Le goût pour les combats de taureaux était devenu général vers le milieu du seizième siècle : il suffit pour en donner une idée de citer une bulle de Pie V, conservée à la Biblioteca nacional de Madrid, par laquelle ce pape (qui venait d’en publier une en faveur de l’Inquisition) fulmine contre les ecclésiastiques et contre les séculiers qui assistaient aux courses de taureaux. Néanmoins il est permis de croire que cette prohibition ne fut pas très-efficace, puisque vers la même époque parurent de nombreux traités sur les exercices du toreo et sur ceux de la gineta, où sont exposées les règles de l’équitation appliquée à la tauromachie ; car alors on ne combattait les taureaux qu’à cheval. Les ecclésiastiques eux-mêmes ne firent que peu de cas de la bulle de Pie V, comme le prouve un manuscrit de la Biblioteca nacional, contenant la relation d’une fête de taureaux en 1626, asistiendo un cardenal legado a latere, « en présence d’un cardinal-légat, a latere. » Cela se passait sous « Philippe IV le Grand, roi catholique des Espagnes, monarque souverain des Indes orientales et occidentales, toujours auguste, pieux, heureux et très-grand ; » telles sont les épithètes qui lui sont décernées par J. Pellicer de Tovar dans un petit livre qu’il publia en 1631 pour célébrer une suerte, un coup extraordinaire que le roi-torero avait fait dans une fête au mois d’octobre de la même année. La plaza Mayor de Madrid, qui existe encore dans son état primitif, servait d’enceinte pour ces combats, ainsi que pour les cruels actes de foi de l’Inquisiton, où les hérétiques étaient brûlés par centaines ; c’étaient les deux spectacles favoris de la cour. « La plaza Mayor, dit Aarsens de Sommerdyck, est fort belle, et ses maisons sont les plus hautes de Madrid. Elles sont entourées de balcons pour servir au spectacle des festes de taureaux, qui sont les plus célèbres cérémonies de l’Espagne. C’est, à ce que l’on dit, un divertissement qui est resté des Maures, et qui tient beaucoup de la barbarie ancienne ; il est tellement au goust de la nation, que toutes les villes ont leurs festes de cette nature, et ne croiraient pas avoir aucun bonheur si elles manquoient à le solenniser… Il n’y a pas un bourgeois de Madrid qui ne veuille voir la feste de taureaux toutes les fois qu’elle se fait, et qui n’engageast ses meubles plutost que d’y manquer faute d’argent. »

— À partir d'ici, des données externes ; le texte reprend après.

use std::collections::BTreeMap;
use std::sync::Arc;

use async_trait::async_trait;
use veritrail_core::{AppError, AppResult, TenantId, UserIdentity};
use veritrail_domain::{AuditAction, Permission, TenantProfile};

use crate::{AuditEvent, AuthorizationService};

/// Tenant projection returned to callers.
#[derive(Debug, Clone, PartialEq, Eq)]
pub struct TenantRecord {
    /// Stable tenant identifier.
    pub tenant_id: TenantId,
    /// URL-safe unique tenant slug.
    pub slug: String,
    /// Organization display name.
    pub name: String,
    /// Optional industry label.
    pub industry: Option<String>,
    /// BCP 47 locale tag.
    pub locale: String,
    /// IANA timezone name.
    pub timezone: String,
    /// Commercial tier storage value.
    pub license_tier: String,
    /// Named feature toggles.
    pub feature_flags: BTreeMap<String, bool>,
    /// Creation timestamp in RFC3339.
    pub created_at: String,
}

/// Repository port for tenant persistence.
///
/// Mutations persist the given audit event atomically with the row change.
#[async_trait]
pub trait TenantRepository: Send + Sync {
    /// Lists all tenants.
    async fn list_tenants(&self) -> AppResult<Vec<TenantRecord>>;

    /// Finds one tenant by identifier.
    async fn find_tenant(&self, tenant_id: TenantId) -> AppResult<Option<TenantRecord>>;

    /// Inserts a tenant.
    async fn create_tenant(
        &self,
        profile: TenantProfile,
        audit: AuditEvent,
    ) -> AppResult<TenantRecord>;

    /// Replaces the profile fields of an existing tenant.
    async fn update_tenant(
        &self,
        tenant_id: TenantId,
        profile: TenantProfile,
        audit: AuditEvent,
    ) -> AppResult<TenantRecord>;
}

/// Application service for tenant administration.
///
/// Platform administrators operate across tenants; tenant-assigned actors are
/// confined to their own tenant even when granted the manage permission.
#[derive(Clone)]
pub struct TenantService {
    authorization_service: AuthorizationService,
    repository: Arc<dyn TenantRepository>,
}

impl TenantService {
    /// Creates a new service from required dependencies.
    #[must_use]
    pub fn new(
        authorization_service: AuthorizationService,
        repository: Arc<dyn TenantRepository>,
    ) -> Self {
        Self {
            authorization_service,
            repository,
        }
    }

    /// Lists tenants the actor administers.
    pub async fn list_tenants(&self, actor: &UserIdentity) -> AppResult<Vec<TenantRecord>> {
        self.authorization_service
            .require_permission(actor, Permission::TenantManage)
            .await?;

        let tenants = self.repository.list_tenants().await?;
        match actor.assigned_tenant_id() {
            Some(tenant_id) => Ok(tenants
                .into_iter()
                .filter(|tenant| tenant.tenant_id == tenant_id)
                .collect()),
            None => Ok(tenants),
        }
    }

    /// Returns one tenant the actor administers.
    pub async fn get_tenant(
        &self,
        actor: &UserIdentity,
        tenant_id: TenantId,
    ) -> AppResult<TenantRecord> {
        self.authorization_service
            .require_permission(actor, Permission::TenantManage)
            .await?;
        self.require_tenant_reach(actor, tenant_id)?;

        self.repository
            .find_tenant(tenant_id)
            .await?
            .ok_or_else(|| AppError::NotFound(format!("tenant '{tenant_id}' not found")))
    }

    /// Creates a tenant, recording the audit event in the same transaction.
    ///
    /// Only platform administrators without a tenant assignment may create
    /// tenants.
    pub async fn create_tenant(
        &self,
        actor: &UserIdentity,
        profile: TenantProfile,
    ) -> AppResult<TenantRecord> {
        self.authorization_service
            .require_permission(actor, Permission::TenantManage)
            .await?;

        if actor.assigned_tenant_id().is_some() {
            return Err(AppError::Forbidden(
                "tenant creation requires platform scope".to_owned(),
            ));
        }

        let audit = AuditEvent::by(
            actor,
            AuditAction::TenantCreated,
            Some(format!("created tenant '{}'", profile.slug())),
        );
        self.repository.create_tenant(profile, audit).await
    }

    /// Updates a tenant profile, recording the audit event atomically.
    pub async fn update_tenant(
        &self,
        actor: &UserIdentity,
        tenant_id: TenantId,
        profile: TenantProfile,
    ) -> AppResult<TenantRecord> {
        self.authorization_service
            .require_permission(actor, Permission::TenantManage)
            .await?;
        self.require_tenant_reach(actor, tenant_id)?;

        let audit = AuditEvent::by(
            actor,
            AuditAction::TenantUpdated,
            Some(format!("updated tenant '{}'", profile.slug())),
        );
        self.repository
            .update_tenant(tenant_id, profile, audit)
            .await
    }

    fn require_tenant_reach(&self, actor: &UserIdentity, tenant_id: TenantId) -> AppResult<()> {
        match actor.assigned_tenant_id() {
            Some(assigned) if assigned != tenant_id => Err(AppError::Forbidden(format!(
                "tenant '{tenant_id}' is outside the actor's scope"
            ))),
            _ => Ok(()),
        }
    }
}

Batelier du port, à Valence. — Dessin de G. Doré.

Le même voyageur nous raconte ensuite une des festes de la plaza Mayor à laquelle il assista :

« Il entra d’abord parmi les champions un homme de Valladolid, monté sur un taureau qu’il avoit dressé et accoutumé à la selle et à la bride. Il alla tout droite où estoit le roy, et, après lui avoir fait une profonde révérence, il voulut montrer ce que savoit faire son taureau. Il le fit galoper et le fit tourner à toute main ; mais cet animal ennuyé de la longueur du manége, se mit à ruer avec tant de violence, qu’il jeta le pauvre paysan par terre, lequel, sans s’étonner de son malheur, courut après son taureau qui s’enfuyoit. Les risées et les huées de tout le monde l’accompagnèrent jusqu’à ce qu’il l’eust repris, mais elles recommencèrent dès qu’on eut lâché un des taureaux sauvages qui, tout furieux, venoit contre son semblable ainsi apprivoisé et enharnaché. Il se retira enfin après diverses tentatives, après que son taureau et lui eurent reçu quelques coups des autres. En tout ce divertissement on remarque une certaine cruauté invétérée qui est venue d’Afrique, et qui n’y est pas retournée avec les Sarrasins. »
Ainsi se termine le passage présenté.